Many remote sensing satellites collect images at regular intervals, giving researchers an opportunity to monitor changes on the earth’s surface. They can also be used to characterize variability in vegetation conditions within an agricultural field, ranch, or forest. Vegetation growth stage (emergent vs. full canopy) and condition (healthy vs. stressed) can be determined by examining reflected infrared light, which is measured by many remote sensing satellites.
In general, remotely sensed images contain a wealth of information about the earth’s surface and are valuable for a wide range of users.
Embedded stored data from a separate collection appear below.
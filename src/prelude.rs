//! Convenience re-exports for common CacheHaus usage
//!
//! # Example
//!
//! ```rust
//! use cachehaus::prelude::*;
//!
//! // Now you have access to Cache, CacheConfig, json! and friends
//! ```

// Re-export centralized config
pub use config::{AppConfig, CacheConfig, ConfigError};

// Re-export cache system
pub use cache_system::prelude::*;

// Common external dependencies
pub use async_trait;
pub use tokio;
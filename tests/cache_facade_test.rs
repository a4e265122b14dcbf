//! Integration tests for the cache facade over the in-memory store
//!
//! Exercises the public API the way a consumer would: shared stores,
//! concurrent tasks, and configuration loading.

use cachehaus::prelude::*;
use std::sync::Arc;
use std::time::Duration;

fn shared_store() -> Arc<MemoryStore> {
    Arc::new(MemoryStore::new())
}

#[derive(Debug, Clone, Serialize, Deserialize, PartialEq)]
struct Order {
    id: u32,
    items: Vec<String>,
    paid: bool,
}

#[tokio::test]
async fn test_round_trip_of_typed_values() {
    let cache = Cache::with_store("orders", shared_store(), 300);
    let order = Order {
        id: 7,
        items: vec!["tea".to_string(), "scone".to_string()],
        paid: false,
    };

    cache
        .set("7", CacheValue::json(&order).unwrap(), None)
        .await
        .unwrap();

    assert_eq!(cache.get_as::<Order>("7").await, Some(order.clone()));
    assert_eq!(
        cache.get("7").await,
        Some(json!({"id": 7, "items": ["tea", "scone"], "paid": false}))
    );
}

#[tokio::test]
async fn test_namespaces_share_a_store_without_colliding() {
    let store = shared_store();
    let a = Cache::with_store("a", store.clone(), 300);
    let b = Cache::with_store("b", store.clone(), 300);

    a.set("k", "v", None).await.unwrap();
    a.sadd("members", "x").await.unwrap();
    a.lpush("queue", "job").await.unwrap();

    assert_eq!(b.get_raw("k").await, None);
    assert_eq!(b.smembers_raw("members").await, Some(vec![]));
    assert!(b.lrange_all("queue").await.is_empty());
    assert_eq!(b.batch_get_raw(&["k"]).await, vec![None]);

    assert_eq!(a.get_raw("k").await.as_deref(), Some("v"));
}

#[tokio::test]
async fn test_concurrent_writers_on_one_store() {
    let store = shared_store();
    let cache = Cache::with_store("jobs", store.clone(), 300);

    let handles: Vec<_> = (0..32)
        .map(|i| {
            let cache = cache.clone();
            tokio::spawn(async move {
                cache.lpush("queue", format!("job-{}", i)).await;
                cache.sadd("seen", json!({"job": i})).await;
            })
        })
        .collect();

    for handle in handles {
        handle.await.unwrap();
    }

    assert_eq!(cache.lrange_all("queue").await.len(), 32);
    assert_eq!(cache.smembers("seen").await.map(|m| m.len()), Some(32));
}

#[tokio::test(start_paused = true)]
async fn test_ttl_counts_down_and_expires() {
    let cache = Cache::with_store("ttl", shared_store(), 10);
    cache.set("k", "v", None).await.unwrap();
    assert_eq!(cache.ttl("k").await, Some(10));

    tokio::time::advance(Duration::from_secs(4)).await;
    assert_eq!(cache.ttl("k").await, Some(6));

    tokio::time::advance(Duration::from_secs(7)).await;
    assert!(!cache.exists("k").await);
    assert_eq!(cache.ttl("k").await, Some(-2));
    assert_eq!(cache.batch_get_raw(&["k"]).await, vec![None]);
}

#[tokio::test]
async fn test_cache_from_app_config() {
    let app = AppConfig::from_toml_str(
        r#"
        namespace = "sessions"

        [cache]
        host = "localhost"
        port = 6392
        expiry = 90
        "#,
    )
    .unwrap();

    let cache = Cache::from_app_config(&app).unwrap();
    assert_eq!(cache.namespace(), "sessions");
    assert_eq!(cache.default_expiry(), 90);
    assert_eq!(cache.prefixed("alice"), "sessions:alice");

    let again = Cache::new("other", &app.cache).unwrap();
    assert!(Arc::ptr_eq(cache.store(), again.store()));
}
//! Cache system for namespaced key-value caching
//!
//! This crate provides the [`Cache`] facade over a [`KeyValueStore`], the
//! Redis and in-memory stores, and the registry that shares one Redis
//! connection per configuration.

/// Conditional debug logging macros
/// These macros only compile in code when the `debug-logging` feature is enabled
#[cfg(feature = "debug-logging")]
#[macro_export]
macro_rules! debug_log {
    ($($arg:tt)*) => {
        tracing::debug!($($arg)*)
    };
}

#[cfg(not(feature = "debug-logging"))]
#[macro_export]
macro_rules! debug_log {
    ($($arg:tt)*) => {};
}

#[cfg(feature = "debug-logging")]
#[macro_export]
macro_rules! trace_log {
    ($($arg:tt)*) => {
        tracing::trace!($($arg)*)
    };
}

#[cfg(not(feature = "debug-logging"))]
#[macro_export]
macro_rules! trace_log {
    ($($arg:tt)*) => {};
}

pub mod cache;
pub mod errors;
pub mod memory_store;
pub mod prelude;
pub mod redis_store;
pub mod registry;
pub mod store;
pub mod value;

// Re-export centralized config
pub use config::{AppConfig, CacheConfig};

pub use cache::Cache;
pub use errors::CacheError;
pub use memory_store::MemoryStore;
pub use redis_store::RedisStore;
pub use registry::ConnectionRegistry;
pub use store::KeyValueStore;
pub use value::CacheValue;
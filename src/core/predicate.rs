//! Guard predicates for controlling animation transitions.
//!
//! A predicate is a zero-argument boolean function. It closes over whatever
//! gameplay state it needs ("is the character moving", "has the attack
//! finished"); the state machine only ever calls it and reads the answer.

use std::cell::Cell;
use std::fmt;
use std::rc::Rc;

/// A single guard condition on a transition.
///
/// Predicates are evaluated on the caller's thread during
/// [`Animator::tick`](crate::animator::Animator::tick), in insertion order,
/// and must not block. They should be free of side effects, but because the
/// evaluation order is stable a stateful predicate still behaves
/// deterministically.
///
/// # Example
///
/// ```rust
/// use sprite_animator::core::Predicate;
/// use std::cell::Cell;
/// use std::rc::Rc;
///
/// let moving = Rc::new(Cell::new(false));
/// let is_moving = Predicate::from_flag(Rc::clone(&moving));
///
/// assert!(!is_moving.evaluate());
/// moving.set(true);
/// assert!(is_moving.evaluate());
/// ```
pub struct Predicate {
    condition: Box<dyn Fn() -> bool>,
}

impl Predicate {
    /// Create a predicate from a closure.
    pub fn new<F>(condition: F) -> Self
    where
        F: Fn() -> bool + 'static,
    {
        Predicate {
            condition: Box::new(condition),
        }
    }

    /// Create a predicate that mirrors a shared boolean flag.
    pub fn from_flag(flag: Rc<Cell<bool>>) -> Self {
        Self::new(move || flag.get())
    }

    /// Evaluate the condition right now.
    pub fn evaluate(&self) -> bool {
        (self.condition)()
    }
}

impl fmt::Debug for Predicate {
    fn fmt(&self, f: &mut fmt::Formatter<'_>) -> fmt::Result {
        f.write_str("Predicate(..)")
    }
}

#[cfg(test)]
mod tests {
    use super::*;

    #[test]
    fn predicate_returns_closure_result() {
        assert!(Predicate::new(|| true).evaluate());
        assert!(!Predicate::new(|| false).evaluate());
    }

    #[test]
    fn predicate_reads_captured_state_each_call() {
        let flag = Rc::new(Cell::new(false));
        let predicate = Predicate::from_flag(Rc::clone(&flag));

        assert!(!predicate.evaluate());
        flag.set(true);
        assert!(predicate.evaluate());
        flag.set(false);
        assert!(!predicate.evaluate());
    }

    #[test]
    fn predicate_is_deterministic_for_fixed_state() {
        let predicate = Predicate::new(|| 2 + 2 == 4);

        let result1 = predicate.evaluate();
        let result2 = predicate.evaluate();

        assert_eq!(result1, result2);
    }

    #[test]
    fn closures_capture_by_move() {
        let threshold = 10;
        let predicate = Predicate::new(move || threshold > 5);
        assert!(predicate.evaluate());
    }

    #[test]
    fn stateful_predicate_counts_calls() {
        let calls = Rc::new(Cell::new(0u32));
        let counter = Rc::clone(&calls);
        let predicate = Predicate::new(move || {
            counter.set(counter.get() + 1);
            true
        });

        predicate.evaluate();
        predicate.evaluate();

        assert_eq!(calls.get(), 2);
    }
}
//! Builder for constructing state nodes.

use crate::core::{Frame, StateNode};
use std::time::Duration;

/// Fluent construction of a [`StateNode`].
///
/// Transitions are not set here: they need target handles, which only
/// exist once the node has been added to a graph.
pub struct StateNodeBuilder<T> {
    name: Option<String>,
    frames: Vec<Frame<T>>,
    looping: bool,
}

impl<T> StateNodeBuilder<T> {
    pub fn new() -> Self {
        Self {
            name: None,
            frames: Vec::new(),
            looping: false,
        }
    }

    /// Set a diagnostic name.
    pub fn name(mut self, name: impl Into<String>) -> Self {
        self.name = Some(name.into());
        self
    }

    /// Append one frame.
    pub fn frame(mut self, region: T, duration: Duration) -> Self {
        self.frames.push(Frame::new(region, duration));
        self
    }

    /// Append several frames.
    pub fn frames(mut self, frames: impl IntoIterator<Item = Frame<T>>) -> Self {
        self.frames.extend(frames);
        self
    }

    pub fn looping(mut self, looping: bool) -> Self {
        self.looping = looping;
        self
    }

    pub fn build(self) -> StateNode<T> {
        let mut node = StateNode::new();
        node.set_name(self.name);
        node.set_frames(self.frames);
        node.set_should_loop(self.looping);
        node
    }
}

impl<T> Default for StateNodeBuilder<T> {
    fn default() -> Self {
        Self::new()
    }
}
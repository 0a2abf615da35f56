//! Platformer Character Animation
//!
//! This example drives a small character through idle, run, jump and
//! attack animations using gameplay flags as transition guards.
//!
//! Key concepts:
//! - Guards are closures over shared game state
//! - Transition order is the priority (attack beats run beats idle)
//! - Looping vs. one-shot states (one-shots hold their last frame)
//! - Cycles in the animation graph
//!
//! Run with: cargo run --example sprite_character

use sprite_animator::builder::StateNodeBuilder;
use sprite_animator::core::{Predicate, StateGraph};
use sprite_animator::{AnimatorBuilder, Frame, TickResult};
use std::cell::Cell;
use std::rc::Rc;
use std::time::Duration;

#[derive(Default)]
struct Input {
    moving: Cell<bool>,
    jumping: Cell<bool>,
    attacking: Cell<bool>,
}

fn main() {
    println!("=== Platformer Character Animation ===\n");

    let ms = Duration::from_millis;
    let input = Rc::new(Input::default());
    let guard = |read: fn(&Input) -> bool| {
        let input = Rc::clone(&input);
        Predicate::new(move || read(&input))
    };

    let mut graph = StateGraph::new();
    let idle = graph.add_state(
        StateNodeBuilder::new()
            .name("idle")
            .frame("idle_0", ms(250))
            .frame("idle_1", ms(250))
            .looping(true)
            .build(),
    );
    let run = graph.add_state(
        StateNodeBuilder::new()
            .name("run")
            .frames(["run_0", "run_1", "run_2", "run_3"].map(|region| Frame::new(region, ms(80))))
            .looping(true)
            .build(),
    );
    let jump = graph.add_state(
        StateNodeBuilder::new()
            .name("jump")
            .frame("jump_rise", ms(150))
            .frame("jump_fall", ms(150))
            .build(),
    );
    let attack = graph.add_state(
        StateNodeBuilder::new()
            .name("attack")
            .frame("slash_0", ms(60))
            .frame("slash_1", ms(60))
            .frame("slash_2", ms(60))
            .build(),
    );

    // Earlier transitions win, so attack is listed before movement.
    for from in [idle, run] {
        graph
            .insert_transition(from, attack, vec![guard(|i| i.attacking.get())])
            .expect("states belong to this graph");
        graph
            .insert_transition(from, jump, vec![guard(|i| i.jumping.get())])
            .expect("states belong to this graph");
    }
    graph
        .insert_transition(idle, run, vec![guard(|i| i.moving.get())])
        .expect("states belong to this graph");
    graph
        .insert_transition(run, idle, vec![guard(|i| !i.moving.get())])
        .expect("states belong to this graph");
    graph
        .insert_transition(jump, idle, vec![guard(|i| !i.jumping.get())])
        .expect("states belong to this graph");
    graph
        .insert_transition(attack, idle, vec![guard(|i| !i.attacking.get())])
        .expect("states belong to this graph");

    let mut animator = AnimatorBuilder::new()
        .graph(graph)
        .initial(idle)
        .build()
        .expect("initial state exists");

    let script: [(&str, fn(&Input)); 6] = [
        ("standing still", |_| {}),
        ("start running", |i| i.moving.set(true)),
        ("press attack", |i| i.attacking.set(true)),
        ("release attack", |i| i.attacking.set(false)),
        ("jump", |i| i.jumping.set(true)),
        ("land and stop", |i| {
            i.jumping.set(false);
            i.moving.set(false);
        }),
    ];

    for (label, apply) in script {
        apply(&input);
        println!("-- {label}");
        for _ in 0..3 {
            let result = animator.tick(ms(100));
            let name = animator.current_node().name().unwrap_or("?");
            let frame = animator.current_frame().map(|f| *f.region()).unwrap_or("-");
            match result {
                TickResult::Transitioned { .. } => println!("   -> {name:<7} {frame}"),
                _ => println!("      {name:<7} {frame}"),
            }
        }
    }

    println!("\nVisited: {:?}", animator.history().get_path());
    println!("\n=== Example Complete ===");
}
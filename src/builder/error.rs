//! Build errors for animator and state builders.

use crate::core::AnimationError;
use thiserror::Error;

/// Errors that can occur when building an animator.
#[derive(Debug, Error)]
pub enum BuildError {
    #[error("Animation graph not specified. Call .graph(graph) before .build()")]
    MissingGraph,

    #[error("Initial state not specified. Call .initial(state) before .build()")]
    MissingInitialState,

    #[error(transparent)]
    Animation(#[from] AnimationError),
}
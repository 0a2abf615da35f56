//! Per-tick outcomes and playback state.

use crate::core::StateId;
use serde::{Deserialize, Serialize};

/// Whether the animator advances on `tick`.
#[derive(Clone, Copy, Debug, PartialEq, Eq, Serialize, Deserialize)]
pub enum PlayState {
    Playing,
    /// Cursor kept where it is
    Paused,
    /// Cursor rewound to the first frame
    Stopped,
}

/// Result of a single [`Animator::tick`](super::Animator::tick).
#[derive(Clone, Copy, Debug, PartialEq, Eq)]
pub enum TickResult {
    /// Not playing; nothing advanced and no transition was evaluated
    Idle,

    /// Still in the same state
    Playing {
        frame_index: usize,
        frame_changed: bool,
        wrapped: bool,
    },

    /// A non-looping state has reached its last frame and is holding it
    Holding { frame_index: usize },

    /// Moved to a new state; playback restarted at its first frame
    Transitioned { from: StateId, to: StateId },
}

impl TickResult {
    pub fn is_transition(&self) -> bool {
        matches!(self, Self::Transitioned { .. })
    }
}
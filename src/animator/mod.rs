//! Runtime side of the state machine.
//!
//! The [`Animator`] owns an animation graph and a playback cursor. Each
//! [`tick`](Animator::tick) advances the cursor, asks the current state for
//! a valid transition, and swaps state when one is found.

mod config;
mod machine;
mod tick;

pub use config::{AnimatorConfig, DEFAULT_HISTORY_LIMIT};
pub use machine::Animator;
pub use tick::{PlayState, TickResult};
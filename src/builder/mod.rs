//! Builder API for ergonomic animator construction.
//!
//! This module provides fluent builders for state nodes and animators, plus
//! shorthands for the two most common kinds of transition.

pub mod animator;
pub mod error;
pub mod node;

pub use animator::AnimatorBuilder;
pub use error::BuildError;
pub use node::StateNodeBuilder;

use crate::core::{AnimationError, Predicate, StateGraph, StateId};

/// Add an unconditional transition from `from` to `to`.
///
/// # Example
///
/// ```
/// use sprite_animator::builder::connect;
/// use sprite_animator::core::{StateGraph, StateNode};
///
/// let mut graph: StateGraph<()> = StateGraph::new();
/// let land = graph.add_state(StateNode::named("land"));
/// let idle = graph.add_state(StateNode::named("idle"));
///
/// connect(&mut graph, land, idle).unwrap();
/// assert_eq!(graph.try_find_valid_transition(land).unwrap(), Some(idle));
/// ```
pub fn connect<T>(
    graph: &mut StateGraph<T>,
    from: StateId,
    to: StateId,
) -> Result<(), AnimationError> {
    graph.insert_transition(from, to, Vec::<Predicate>::new())
}

/// Add a transition guarded by a single closure.
///
/// # Example
///
/// ```
/// use sprite_animator::builder::connect_when;
/// use sprite_animator::core::{StateGraph, StateNode};
///
/// let mut graph: StateGraph<()> = StateGraph::new();
/// let idle = graph.add_state(StateNode::named("idle"));
/// let fall = graph.add_state(StateNode::named("fall"));
///
/// connect_when(&mut graph, idle, fall, || false).unwrap();
/// assert_eq!(graph.try_find_valid_transition(idle).unwrap(), None);
/// ```
pub fn connect_when<T, F>(
    graph: &mut StateGraph<T>,
    from: StateId,
    to: StateId,
    condition: F,
) -> Result<(), AnimationError>
where
    F: Fn() -> bool + 'static,
{
    graph.insert_transition(from, to, vec![Predicate::new(condition)])
}

#[cfg(test)]
mod tests {
    use super::*;
    use crate::core::StateNode;
    use std::cell::Cell;
    use std::rc::Rc;

    #[test]
    fn connect_adds_unconditional_transition() {
        let mut graph: StateGraph<u8> = StateGraph::new();
        let a = graph.add_state(StateNode::new());
        let b = graph.add_state(StateNode::new());

        connect(&mut graph, a, b).unwrap();

        let node = graph.state(a).unwrap();
        assert!(node.transitions()[0].is_unconditional());
        assert_eq!(node.try_find_valid_transition(), Some(b));
    }

    #[test]
    fn connect_when_respects_guard() {
        let mut graph: StateGraph<u8> = StateGraph::new();
        let a = graph.add_state(StateNode::new());
        let b = graph.add_state(StateNode::new());
        let flag = Rc::new(Cell::new(false));
        let guard = Rc::clone(&flag);

        connect_when(&mut graph, a, b, move || guard.get()).unwrap();

        assert_eq!(graph.try_find_valid_transition(a).unwrap(), None);
        flag.set(true);
        assert_eq!(graph.try_find_valid_transition(a).unwrap(), Some(b));
    }

    #[test]
    fn connect_rejects_unknown_states() {
        let mut graph: StateGraph<u8> = StateGraph::new();
        let a = graph.add_state(StateNode::new());

        assert!(connect(&mut graph, a, StateId(3)).is_err());
        assert!(connect_when(&mut graph, StateId(3), a, || true).is_err());
    }
}
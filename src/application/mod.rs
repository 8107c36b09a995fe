//! Application layer - orchestration of domain state and ports.
//!
//! The relay is the only use case: it keeps the connection registry and
//! session state consistent while routing frames between connections.

pub mod relay;

pub use relay::{RelayHandle, RelayHub, RelaySnapshot, RelayState};
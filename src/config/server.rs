//! Server configuration

use http::HeaderValue;
use serde::Deserialize;
use std::net::SocketAddr;

use super::error::ValidationError;

/// Server configuration
#[derive(Debug, Clone, Deserialize)]
pub struct ServerConfig {
    /// Host address to bind both listeners to
    #[serde(default = "default_host")]
    pub host: String,

    /// Port of the HTTP listener (health endpoint)
    #[serde(default = "default_http_port")]
    pub http_port: u16,

    /// Port of the WebSocket listener (relay)
    #[serde(default = "default_ws_port")]
    pub ws_port: u16,

    /// Environment name
    #[serde(default = "default_environment")]
    pub environment: Environment,

    /// Rust log filter directive
    #[serde(default = "default_log_level")]
    pub log_level: String,

    /// CORS allowed origins (comma-separated)
    pub cors_origins: Option<String>,

    /// Public URL of the control/display frontend, allowed as an origin
    pub frontend_url: Option<String>,
}

/// Application environment
#[derive(Debug, Clone, Deserialize, PartialEq, Eq, Default)]
#[serde(rename_all = "lowercase")]
pub enum Environment {
    #[default]
    Development,
    Staging,
    Production,
}

impl ServerConfig {
    /// Socket address of the HTTP listener
    pub fn http_addr(&self) -> Result<SocketAddr, ValidationError> {
        self.socket_addr(self.http_port)
    }

    /// Socket address of the WebSocket listener
    pub fn ws_addr(&self) -> Result<SocketAddr, ValidationError> {
        self.socket_addr(self.ws_port)
    }

    fn socket_addr(&self, port: u16) -> Result<SocketAddr, ValidationError> {
        let addr = format!("{}:{}", self.host, port);
        addr.parse()
            .map_err(|_| ValidationError::InvalidBindAddress(addr))
    }

    /// Check if running in production
    pub fn is_production(&self) -> bool {
        self.environment == Environment::Production
    }

    /// Get CORS origins as a vector, including the frontend URL
    pub fn cors_origins_list(&self) -> Vec<String> {
        let mut origins: Vec<String> = match &self.cors_origins {
            Some(list) => list
                .split(',')
                .map(|s| s.trim().to_string())
                .filter(|s| !s.is_empty())
                .collect(),
            None => default_cors_origins(),
        };

        if let Some(frontend) = &self.frontend_url {
            let frontend = frontend.trim().trim_end_matches('/').to_string();
            if !frontend.is_empty() && !origins.contains(&frontend) {
                origins.push(frontend);
            }
        }

        origins
    }

    /// CORS origins as header values, ready for the CORS layer
    pub fn allowed_origins(&self) -> Result<Vec<HeaderValue>, ValidationError> {
        self.cors_origins_list()
            .into_iter()
            .map(|origin| {
                if origin == "*" {
                    return Err(ValidationError::WildcardOrigin);
                }
                HeaderValue::from_str(&origin).map_err(|_| ValidationError::InvalidOrigin(origin))
            })
            .collect()
    }

    /// Validate server configuration
    ///
    /// Port 0 (ephemeral) is accepted only when both listeners use it.
    pub fn validate(&self) -> Result<(), ValidationError> {
        match (self.http_port, self.ws_port) {
            (0, 0) => {}
            (0, _) | (_, 0) => return Err(ValidationError::InvalidPort),
            (http, ws) if http == ws => return Err(ValidationError::PortConflict(http)),
            _ => {}
        }
        self.http_addr()?;
        self.allowed_origins()?;
        Ok(())
    }
}

impl Default for ServerConfig {
    fn default() -> Self {
        Self {
            host: default_host(),
            http_port: default_http_port(),
            ws_port: default_ws_port(),
            environment: default_environment(),
            log_level: default_log_level(),
            cors_origins: None,
            frontend_url: None,
        }
    }
}

fn default_host() -> String {
    "0.0.0.0".to_string()
}

fn default_http_port() -> u16 {
    3001
}

fn default_ws_port() -> u16 {
    3002
}

fn default_environment() -> Environment {
    Environment::Development
}

fn default_log_level() -> String {
    "info,scene_relay=debug,tower_http=info".to_string()
}

fn default_cors_origins() -> Vec<String> {
    vec![
        "http://localhost:3000".to_string(),
        "http://localhost:3001".to_string(),
    ]
}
Remotely sensed satellites divide the earth surface into a uniform grid comprised of pixels and record the amount of reflected visible and infrared light coming to the satellite from each pixel. Analysts examine the pattern of reflected light across a range of wavelengths to extract information about places in an image. For example, a farmer can monitor changes in crop growth during the growing season using a series of Landsat images (Box 1). A rancher can map forage conditions on a ranch and also identify areas of poor or no vegetation growth.
Students associate areas of poor growth (often characterized by low infrared reflectance) identified in the image to problems such as soil alkalinity or poor water drainage. Similarly, several students obtained images acquired in normal and drought years for rangelands and mapped changes in vegetation condition. Students enhanced their learning experience by selecting images for areas of interest to them rather than working on pre-defined laboratory exercises.
Klein and Wiginton mapped crop growth by computing a vegetation index derived from the amount of reflected red and infrared light. Based on their research, they concluded Landsat images could be used to accurately identify areas of poor and medium growth for different crops; however, they noticed some weed infested areas also had high infrared reflectance due to dense canopy, thereby reducing the utility of Landsat data under these circumstances.
Yeik analyzed growth patterns in sugar beets and alfalfa crops in Worland using Landsat images acquired from 2006, 2007, and 2008. This multi-year analysis of crop growth patterns was necessary for identifying areas of poor and high growth and for devising appropriate management plans to help improve crop yields.
Tully fought the 2006 Isabelle Fire that burned 1 mile south of Lake Owen in southeast Wyoming. Burn Ratio Indices derived from the Landsat images acquired before and after the wildfire enabled him to distinctly classify the burned areas and also group them by severity classes.
Using the same method, Morabito (a California native) generated burn severity maps depicting various levels of damage caused by the Station Fire near Los Angeles in Southern California during August 2009. Methodology used by these students is identical to the methods used by federal and state land management agencies tasked with fighting wildfires and monitoring vegetation establishment in burned areas.
Monitoring vegetation response to drought was one topic in the class. Other projects included monitoring vegetation condition in a growing season for estimating forage availability and areas of overgrazing. The synoptic view provided by Landsat images was invaluable for gaining insights about vegetation condition in rangelands, and repeat coverage helped students to map those changes.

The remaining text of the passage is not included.